Segment Start: THE RECORDS

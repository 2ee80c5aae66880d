/// Printing distances of a network before any failure.
use super::*;

impl Report {
    pub fn run(self) {
        let Report { path, source, json } = self;
        let (name, simulator) = load_simulator(path, source);
        let report = match simulator.report() {
            Ok(x) => x,
            Err(err) => fatal_error!(1, "Cannot compute distances: {}", err),
        };

        if json {
            print_json(&report);
            return;
        }

        let network = simulator.network();
        println!("{:16}{}", "Network Name:".bold(), name);
        println!("{:16}{}", "Vertices:".bold(), network.vertex_count());
        println!("{:16}{}", "Lines:".bold(), network.active_edges().len());
        print_report(&report);

        let unreachable = report.unreachable();
        if !unreachable.is_empty() {
            println!(
                "{} {} house(s) cannot be reached from the station.",
                "WARNING:".bold().yellow(),
                unreachable.len()
            );
        }
    }
}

Segment End: THE RECORDS

**THE TASK**
Report every line of the entries that carries the word "source".

**RESULT**
        let Report { path, source, json } = self;
        let (name, simulator) = load_simulator(path, source);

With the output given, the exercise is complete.